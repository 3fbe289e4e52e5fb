//! The traversal: which handler runs for which node.
//!
//! Nodes that neither open a scope, declare a name, nor reference one fall
//! through to the default walks, which report them via `visit_node_data` so
//! they still get an enclosing scope.

use crate::analyzer::Analyzer;
use crate::binding::DefinitionKind;
use crate::pattern::PatternTarget;
use crate::reference::{AccessMode, ReferenceFlags, ReferenceMode};
use crate::scope::{ScopeFlags, ScopeKind};
use tsscope_ast::visitor::*;
use tsscope_ast::*;

fn is_lexical_list(list: &VariableDeclarationList<'_>) -> bool {
    list.data.flags.intersects(NodeFlags::BLOCK_SCOPED)
}

impl<'o> Analyzer<'o> {
    fn visit_for_in_or_of<'a>(&mut self, node: &ForInOrOfStatement<'a>) {
        self.record_node(&node.data);
        let lexical = matches!(
            &node.initializer,
            ForInitializer::VariableDeclarationList(list) if is_lexical_list(list)
        );
        if lexical {
            self.enter_scope(ScopeKind::For, &node.data, ScopeFlags::NONE);
        }
        match &node.initializer {
            ForInitializer::VariableDeclarationList(list) => {
                self.bind_variable_list(list, ModifierFlags::NONE, Some(node.expression.data().range))
            }
            ForInitializer::Expression(expr) => self.visit_assignment_target(expr, AccessMode::Write),
        }
        self.visit_expression(node.expression);
        self.visit_statement(node.statement);
        if lexical {
            self.exit_scope();
        }
    }
}

impl<'a, 'o> AstVisitor<'a> for Analyzer<'o> {
    fn visit_node_data(&mut self, data: &NodeData, _expected: SyntaxKind) {
        self.record_node(data);
    }

    fn visit_source_file(&mut self, node: &SourceFile<'a>) {
        self.record_node(&node.data);
        for stmt in node.statements.iter() {
            self.visit_statement(stmt);
        }
    }

    // -- Statements --

    fn visit_block(&mut self, node: &Block<'a>) {
        self.record_node(&node.data);
        self.enter_scope(ScopeKind::Block, &node.data, ScopeFlags::NONE);
        for stmt in node.statements.iter() {
            self.visit_statement(stmt);
        }
        self.exit_scope();
    }

    fn visit_variable_statement(&mut self, node: &VariableStatement<'a>) {
        self.bind_variable_statement(node);
    }

    fn visit_variable_declaration_list(&mut self, node: &VariableDeclarationList<'a>) {
        self.bind_variable_list(node, ModifierFlags::NONE, None);
    }

    fn visit_for_statement(&mut self, node: &ForStatement<'a>) {
        self.record_node(&node.data);
        let lexical = matches!(
            &node.initializer,
            Some(ForInitializer::VariableDeclarationList(list)) if is_lexical_list(list)
        );
        if lexical {
            self.enter_scope(ScopeKind::For, &node.data, ScopeFlags::NONE);
        }
        if let Some(init) = &node.initializer {
            self.visit_for_initializer(init);
        }
        if let Some(cond) = node.condition {
            self.visit_expression(cond);
        }
        if let Some(incr) = node.incrementor {
            self.visit_expression(incr);
        }
        self.visit_statement(node.statement);
        if lexical {
            self.exit_scope();
        }
    }

    fn visit_for_in_statement(&mut self, node: &ForInOrOfStatement<'a>) {
        self.visit_for_in_or_of(node);
    }

    fn visit_for_of_statement(&mut self, node: &ForInOrOfStatement<'a>) {
        self.visit_for_in_or_of(node);
    }

    fn visit_switch_statement(&mut self, node: &SwitchStatement<'a>) {
        self.record_node(&node.data);
        self.visit_expression(node.expression);
        self.enter_scope(ScopeKind::Switch, &node.data, ScopeFlags::NONE);
        walk_case_block(self, &node.case_block);
        self.exit_scope();
    }

    fn visit_catch_clause(&mut self, node: &CatchClause<'a>) {
        self.record_node(&node.data);
        let scope = self.enter_scope(ScopeKind::Catch, &node.data, ScopeFlags::NONE);
        if let Some(decl) = &node.variable_declaration {
            self.record_node(&decl.data);
            let target = PatternTarget {
                kind: DefinitionKind::CatchParameter,
                scope,
                declaration: decl.data.id,
                init_range: None,
                has_init: false,
                exported: false,
                ambient: false,
            };
            self.bind_pattern(&decl.name, &target);
            if let Some(ty) = decl.type_annotation {
                self.visit_type_node(ty);
            }
        }
        self.visit_block(&node.block);
        self.exit_scope();
    }

    fn visit_with_statement(&mut self, node: &WithStatement<'a>) {
        self.record_node(&node.data);
        self.visit_expression(node.expression);
        self.enter_scope(ScopeKind::With, &node.data, ScopeFlags::DYNAMIC);
        self.visit_statement(node.statement);
        self.exit_scope();
    }

    // -- Declarations --

    fn visit_function_declaration(&mut self, node: &FunctionDeclaration<'a>) {
        self.bind_function_declaration(node);
    }

    fn visit_class_declaration(&mut self, node: &ClassDeclaration<'a>) {
        self.bind_class(node, true);
    }

    fn visit_class_expression(&mut self, node: &ClassDeclaration<'a>) {
        self.bind_class(node, false);
    }

    fn visit_property_declaration(&mut self, node: &PropertyDeclaration<'a>) {
        self.bind_property_declaration(node);
    }

    fn visit_method_declaration(&mut self, node: &MethodDeclaration<'a>) {
        self.bind_method_declaration(node);
    }

    fn visit_constructor(&mut self, node: &ConstructorDeclaration<'a>) {
        self.bind_constructor(node);
    }

    fn visit_class_static_block(&mut self, node: &ClassStaticBlockDeclaration<'a>) {
        self.bind_class_static_block(node);
    }

    fn visit_interface_declaration(&mut self, node: &InterfaceDeclaration<'a>) {
        self.bind_interface_declaration(node);
    }

    fn visit_type_alias_declaration(&mut self, node: &TypeAliasDeclaration<'a>) {
        self.bind_type_alias_declaration(node);
    }

    fn visit_enum_declaration(&mut self, node: &EnumDeclaration<'a>) {
        self.bind_enum_declaration(node);
    }

    fn visit_module_declaration(&mut self, node: &ModuleDeclaration<'a>) {
        self.bind_module_declaration(node, false);
    }

    fn visit_import_declaration(&mut self, node: &ImportDeclaration<'a>) {
        self.bind_import_declaration(node);
    }

    fn visit_import_equals_declaration(&mut self, node: &ImportEqualsDeclaration<'a>) {
        self.bind_import_equals_declaration(node);
    }

    fn visit_export_declaration(&mut self, node: &ExportDeclaration<'a>) {
        self.bind_export_declaration(node);
    }

    fn visit_export_assignment(&mut self, node: &ExportAssignment<'a>) {
        self.bind_export_assignment(node);
    }

    // -- Expressions --

    fn visit_expression(&mut self, expr: &Expression<'a>) {
        match expr {
            Expression::Identifier(id) => {
                self.reference(id, AccessMode::Read, ReferenceMode::Value, ReferenceFlags::NONE);
            }
            _ => walk_expression(self, expr),
        }
    }

    fn visit_object_literal_element(&mut self, elem: &ObjectLiteralElement<'a>) {
        match elem {
            ObjectLiteralElement::ShorthandPropertyAssignment(shorthand) => {
                self.record_node(&shorthand.data);
                self.reference(&shorthand.name, AccessMode::Read, ReferenceMode::Value, ReferenceFlags::NONE);
                if let Some(init) = shorthand.object_assignment_initializer {
                    self.visit_expression(init);
                }
            }
            _ => walk_object_literal_element(self, elem),
        }
    }

    fn visit_call_expression(&mut self, node: &CallExpression<'a>) {
        if let Expression::Identifier(callee) = node.expression {
            if callee.text == self.names.eval {
                self.mark_direct_eval();
            }
        }
        walk_call_expression(self, node);
    }

    fn visit_function_expression(&mut self, node: &FunctionExpression<'a>) {
        self.bind_function_expression(node);
    }

    fn visit_arrow_function(&mut self, node: &ArrowFunction<'a>) {
        self.bind_arrow_function(node);
    }

    fn visit_update_expression(&mut self, node: &UpdateExpression<'a>) {
        self.record_node(&node.data);
        self.visit_assignment_target(node.operand, AccessMode::ReadWrite);
    }

    fn visit_binary_expression(&mut self, node: &BinaryExpression<'a>) {
        if !node.operator.is_assignment_operator() {
            return walk_binary_expression(self, node);
        }
        self.record_node(&node.data);
        let access = if node.operator == SyntaxKind::EqualsToken {
            AccessMode::Write
        } else {
            AccessMode::ReadWrite
        };
        self.visit_assignment_target(node.left, access);
        self.visit_expression(node.right);
    }

    // -- Types --

    fn visit_type_reference(&mut self, node: &TypeReferenceNode<'a>) {
        self.bind_type_reference(node);
    }

    fn visit_type_query(&mut self, node: &TypeQueryNode<'a>) {
        self.bind_type_query(node);
    }

    fn visit_type_predicate(&mut self, node: &TypePredicateNode<'a>) {
        self.bind_type_predicate(node);
    }

    fn visit_conditional_type(&mut self, node: &ConditionalTypeNode<'a>) {
        self.bind_conditional_type(node);
    }

    fn visit_infer_type(&mut self, node: &InferTypeNode<'a>) {
        self.bind_infer_type(node);
    }

    fn visit_mapped_type(&mut self, node: &MappedTypeNode<'a>) {
        self.bind_mapped_type(node);
    }

    fn visit_function_type(&mut self, node: &FunctionTypeNode<'a>) {
        self.record_node(&node.data);
        self.bind_signature(&node.data, node.type_parameters, node.parameters, node.return_type);
    }

    fn visit_method_signature(&mut self, node: &MethodSignatureNode<'a>) {
        self.record_node(&node.data);
        self.visit_property_name(&node.name);
        self.bind_signature(&node.data, node.type_parameters, node.parameters, node.return_type);
    }

    fn visit_call_signature(&mut self, node: &CallSignatureNode<'a>) {
        self.record_node(&node.data);
        self.bind_signature(&node.data, node.type_parameters, node.parameters, node.return_type);
    }

    fn visit_index_signature(&mut self, node: &IndexSignatureNode<'a>) {
        self.bind_index_signature(node);
    }
}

▶ **DESCRIPTION OF THE TASK**: From the data above, copy every line where "false" appears.

▶ **SOLUTION FOR THIS EXERCISE**:
                has_init: false,
                exported: false,
                ambient: false,
        self.bind_class(node, false);
        self.bind_module_declaration(node, false);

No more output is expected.